A questão é, poder ocupar um lugar no mundo, no exterior, e ser visível, e participar, e implicar-se, sem comprometer aquilo que se é.
Sem se perder nas regras, explícitas e implícitas do entorno, sem desaparecer na vontade e expectativa externas, sem se “vender”, sem tentar encaixar.
Ser autónoma e “viver na presença da realidade, uma vida tonificante, de uma maneira visível” é para a mulher poder ocupar o seu lugar e ser soberana da própria vida.
E, no entanto, é possível a mulher manter-se fiel aos seus valores e, ainda assim, gerar o próprio dinheiro e construir uma verdadeira Autonomia?
Talvez muitas de nós estejamos a fazer um “shift” interno, um reposicionamento de atitude face a certas crenças, sejam elas próprias, herdadas, ou implementadas pela família/ cultura/ sociedade.
Talvez estejamos a questionar essas crenças e a maneira como se aplicam às nossas vidas.
E é necessário esse questionamento. Se queremos trabalhar, com “Prazer” e “Inocência” – movidas pelo que nos interessa, pelo que alimenta a nossa curiosidade, naquilo em podemos pôr os nossos dons em circulação. Sem negociar, sem prostituir, esses dons, recursos, conhecimentos.
E sem ter de escolher entre fazer algo em que se acredita ou ser bem sucedido financeiramente, socialmente.
Ocorre-me o discurso de Madonna. Porque há uma certa atitude desafiante, ou mesmo guerreira, nisto tudo. A atitude de acreditar firmemente numa mesma e no próprio valor, sem deixar de ter presente a vulnerabilidade. “In life there is no real security except self-belief”.
Há quase um ano atrás, fiz uma sessão com os Oráculos orientada para os propósitos de Ano Novo na Holanda, e éramos quatro mulheres. O propósito ou intenção das quatro era o mesmo – poder conciliar os diferentes aspetos que assumimos como mulheres, e tentar encontrar um equilíbrio na dedicação a cada um.
Porque queremos Autonomia, mas sem sacrificar a Criatividade, nem a Maternidade, nem o Amor. E parece uma dessas tarefas impossíveis incumbidas pelos deuses!

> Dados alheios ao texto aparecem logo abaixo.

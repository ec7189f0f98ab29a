//! Closed-form numeric helpers shared by the indicator engine.

/// Simple moving average over the trailing `period` values.
pub fn sma(values: &[f64], period: usize) -> Option<f64> {
    if period == 0 || values.len() < period {
        return None;
    }
    let window = &values[values.len() - period..];
    Some(window.iter().sum::<f64>() / period as f64)
}

/// Mean over all values.
pub fn mean(values: &[f64]) -> Option<f64> {
    if values.is_empty() {
        return None;
    }
    Some(values.iter().sum::<f64>() / values.len() as f64)
}

/// Exponential moving average over the full slice, seeded by the first value.
///
/// `ema[i] = value[i] * alpha + ema[i-1] * (1 - alpha)`, `alpha = 2 / (n + 1)`.
/// Matches pandas `ewm(span=n, adjust=False)`.
pub fn ema(values: &[f64], period: usize) -> Option<f64> {
    if period == 0 || values.len() < period {
        return None;
    }
    let alpha = 2.0 / (period as f64 + 1.0);
    let mut current = values[0];
    for value in &values[1..] {
        current = value * alpha + current * (1.0 - alpha);
    }
    Some(current)
}

/// Running EMA at every index, seeded by the first value.
pub fn ema_series(values: &[f64], period: usize) -> Vec<f64> {
    if values.is_empty() || period == 0 {
        return Vec::new();
    }
    let alpha = 2.0 / (period as f64 + 1.0);
    let mut out = Vec::with_capacity(values.len());
    let mut current = values[0];
    out.push(current);
    for value in &values[1..] {
        current = value * alpha + current * (1.0 - alpha);
        out.push(current);
    }
    out
}

/// Sample standard deviation (ddof = 1) over the trailing `period` values.
pub fn standard_deviation(values: &[f64], period: usize) -> Option<f64> {
    if period < 2 || values.len() < period {
        return None;
    }
    let window = &values[values.len() - period..];
    let avg = window.iter().sum::<f64>() / period as f64;
    let variance =
        window.iter().map(|v| (v - avg).powi(2)).sum::<f64>() / (period as f64 - 1.0);
    Some(variance.sqrt())
}

/// True range of a bar given the previous close.
pub fn true_range(high: f64, low: f64, prev_close: f64) -> f64 {
    (high - low)
        .max((high - prev_close).abs())
        .max((low - prev_close).abs())
}
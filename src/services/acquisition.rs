//! Acquisition orchestrator: a prioritized waterfall over quote sources.
//!
//! Quote feeds are flaky and rate-limited; a user-facing analysis must never
//! hard-fail because one vendor is down. Sources are tried strictly in
//! priority order and the first one returning a viable series wins. The
//! synthetic generator sits last, so total failure is unreachable by
//! construction.

use crate::config::Config;
use crate::metrics::Metrics;
use crate::models::{CandleSeries, Timeframe};
use crate::sources::{AlphaVantageSource, QuoteSource, SyntheticSource, YahooSource};
use std::sync::Arc;
use std::time::Duration;
use thiserror::Error;
use tracing::{debug, info, warn};

#[derive(Debug, Error)]
pub enum AcquisitionError {
    #[error("all quote sources exhausted for {symbol} ({timeframe})")]
    Exhausted { symbol: String, timeframe: Timeframe },
}

pub struct MarketDataService {
    sources: Vec<Arc<dyn QuoteSource>>,
    min_rows: usize,
    timeout: Duration,
    metrics: Option<Arc<Metrics>>,
}

impl MarketDataService {
    /// Build the production waterfall from configuration. A missing Alpha
    /// Vantage key disables that adapter rather than failing startup.
    pub fn new(config: &Config) -> Self {
        let mut sources: Vec<Arc<dyn QuoteSource>> = Vec::new();

        match &config.alpha_vantage_key {
            Some(key) => {
                let source = match &config.alpha_vantage_url {
                    Some(url) => AlphaVantageSource::with_base_url(key, url),
                    None => AlphaVantageSource::new(key),
                };
                sources.push(Arc::new(source));
            }
            None => {
                info!("ALPHA_VANTAGE_KEY not set, primary quote source disabled");
            }
        }

        let yahoo = match &config.yahoo_url {
            Some(url) => YahooSource::with_base_url(url),
            None => YahooSource::new(),
        };
        sources.push(Arc::new(yahoo));
        sources.push(Arc::new(SyntheticSource::new()));

        Self {
            sources,
            min_rows: config.min_rows,
            timeout: config.source_timeout,
            metrics: None,
        }
    }

    /// Attach a metrics registry; synthetic fallbacks are counted on it.
    pub fn with_metrics(mut self, metrics: Arc<Metrics>) -> Self {
        self.metrics = Some(metrics);
        self
    }

    /// Custom waterfall, used by tests and embedders.
    pub fn with_sources(
        sources: Vec<Arc<dyn QuoteSource>>,
        min_rows: usize,
        timeout: Duration,
    ) -> Self {
        Self {
            sources,
            min_rows,
            timeout,
            metrics: None,
        }
    }

    /// Fetch a candle series, falling through the source waterfall.
    ///
    /// Each adapter runs under a bounded timeout so a hung vendor cannot
    /// stall the pipeline. The returned series carries the tag of whichever
    /// source actually served it.
    pub async fn fetch_candles(
        &self,
        symbol: &str,
        timeframe: Timeframe,
        limit: usize,
    ) -> Result<CandleSeries, AcquisitionError> {
        for source in &self.sources {
            let attempt = tokio::time::timeout(
                self.timeout,
                source.fetch(symbol, timeframe, limit),
            )
            .await;

            let series = match attempt {
                Err(_) => {
                    warn!(
                        source = source.name(),
                        symbol,
                        timeframe = %timeframe,
                        timeout_secs = self.timeout.as_secs(),
                        "quote source timed out, falling through"
                    );
                    continue;
                }
                Ok(Err(error)) => {
                    warn!(
                        source = source.name(),
                        symbol,
                        timeframe = %timeframe,
                        error = %error,
                        "quote source rejected, falling through"
                    );
                    continue;
                }
                Ok(Ok(series)) => series,
            };

            if series.len() < self.min_rows {
                warn!(
                    source = source.name(),
                    symbol,
                    rows = series.len(),
                    min_rows = self.min_rows,
                    "quote source returned too few rows, falling through"
                );
                continue;
            }

            if series.source.is_synthetic() {
                if let Some(metrics) = &self.metrics {
                    metrics.synthetic_series_total.inc();
                }
                warn!(
                    symbol,
                    timeframe = %timeframe,
                    rows = series.len(),
                    "all live quote sources failed, serving synthetic data"
                );
            } else {
                debug!(
                    source = source.name(),
                    symbol,
                    timeframe = %timeframe,
                    rows = series.len(),
                    "candles served"
                );
            }

            return Ok(series);
        }

        // Unreachable while the synthetic source is registered.
        Err(AcquisitionError::Exhausted {
            symbol: symbol.to_string(),
            timeframe,
        })
    }
}
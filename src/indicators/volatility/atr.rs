//! ATR (Average True Range) indicator

use crate::common::math;
use crate::models::{AtrIndicator, Candle};

/// Rolling ATR column: SMA of true range over `period`, one value per window
/// the series supports.
pub fn atr_series(candles: &[Candle], period: u32) -> Vec<f64> {
    let window = period as usize;
    if window == 0 || candles.len() < window + 1 {
        return Vec::new();
    }

    let mut tr_values = Vec::with_capacity(candles.len() - 1);
    for i in 1..candles.len() {
        tr_values.push(math::true_range(
            candles[i].high,
            candles[i].low,
            candles[i - 1].close,
        ));
    }

    tr_values
        .windows(window)
        .map(|w| w.iter().sum::<f64>() / period as f64)
        .collect()
}

/// Calculate ATR (Average True Range)
///
/// Reports both the current value and the mean over every rolling window,
/// which the classifier's volatility alert compares against.
pub fn calculate_atr(candles: &[Candle], period: u32) -> Option<AtrIndicator> {
    let series = atr_series(candles, period);
    let value = *series.last()?;
    let series_mean = math::mean(&series)?;

    Some(AtrIndicator {
        value,
        series_mean,
        period,
    })
}

/// Calculate ATR with default period (14)
pub fn calculate_atr_default(candles: &[Candle]) -> Option<AtrIndicator> {
    calculate_atr(candles, 14)
}
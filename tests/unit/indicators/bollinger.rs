//! Unit tests for Bollinger Bands indicator

use aurix::indicators::volatility::{calculate_bollinger_bands, calculate_bollinger_bands_default};
use aurix::models::Candle;
use chrono::{Duration, TimeZone, Utc};

fn candles_from_closes(closes: &[f64]) -> Vec<Candle> {
    let start = Utc.with_ymd_and_hms(2024, 1, 1, 0, 0, 0).unwrap();
    closes
        .iter()
        .enumerate()
        .map(|(i, &close)| {
            Candle::new(
                close,
                close + 0.5,
                close - 0.5,
                close,
                1000.0,
                start + Duration::hours(i as i64),
            )
        })
        .collect()
}

#[test]
fn test_bollinger_insufficient_data() {
    let candles = candles_from_closes(&vec![100.0; 19]);
    assert!(calculate_bollinger_bands_default(&candles).is_none());
}

#[test]
fn test_bollinger_band_ordering() {
    let closes: Vec<f64> = (0..40).map(|i| 100.0 + (i as f64 * 0.9).sin() * 3.0).collect();
    let bands = calculate_bollinger_bands_default(&candles_from_closes(&closes)).unwrap();
    assert!(bands.upper > bands.middle);
    assert!(bands.middle > bands.lower);
}

#[test]
fn test_bollinger_collapses_on_constant_series() {
    let bands = calculate_bollinger_bands(&candles_from_closes(&vec![100.0; 30]), 20, 2.0).unwrap();
    assert_eq!(bands.upper, bands.middle);
    assert_eq!(bands.lower, bands.middle);
    assert_eq!(bands.middle, 100.0);
}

Neste momento precisamos acreditar que não é impossível ou utópico. Que, de alguma forma, poderemos reunir a mulher autónoma, com a mulher mãe, com a criativa, com a esposa, com a amante, numa espécie de irmandade interna. Cada uma acompanhando, inspirando e potenciando as outras, para que a soma do potencial de cada uma seja a concretização de todas. Sem as rivalidades que as mulheres cultivamos umas com as outras, como se não houvesse no mundo realização, sucesso, amor, abundância para todas, projetando na nossa “próxima” a sombra que não podemos encarar em nós mesmas.
Tal como diz Madonna “If you are a girl you have to play the game (…) be what woman feel confortable with you being around other man”.
E tal como diz Virginia Woolf “As mulheres sao duras para com as mulheres.”
Somos duras umas com as outras porque somos duras connosco próprias.
Mas quando começarmos a honrar cada parte de nós mesmas, quando começarmos a olhar com ternura os nossos limites e vulnerabilidades, quando começarmos a encarar com compaixão as nossas sombras refletidas nas outras mulheres, quando começarmos a ousar acreditar no nosso valor… Aí é quando podemos começar a mudar “o jogo”.
E quando “o jogo” mudar, a Autonomia não terá de ser, para a mulher, uma luta. Porque não teremos de deixar de ser mulheres, mães, amantes, artistas, para ser autónomas.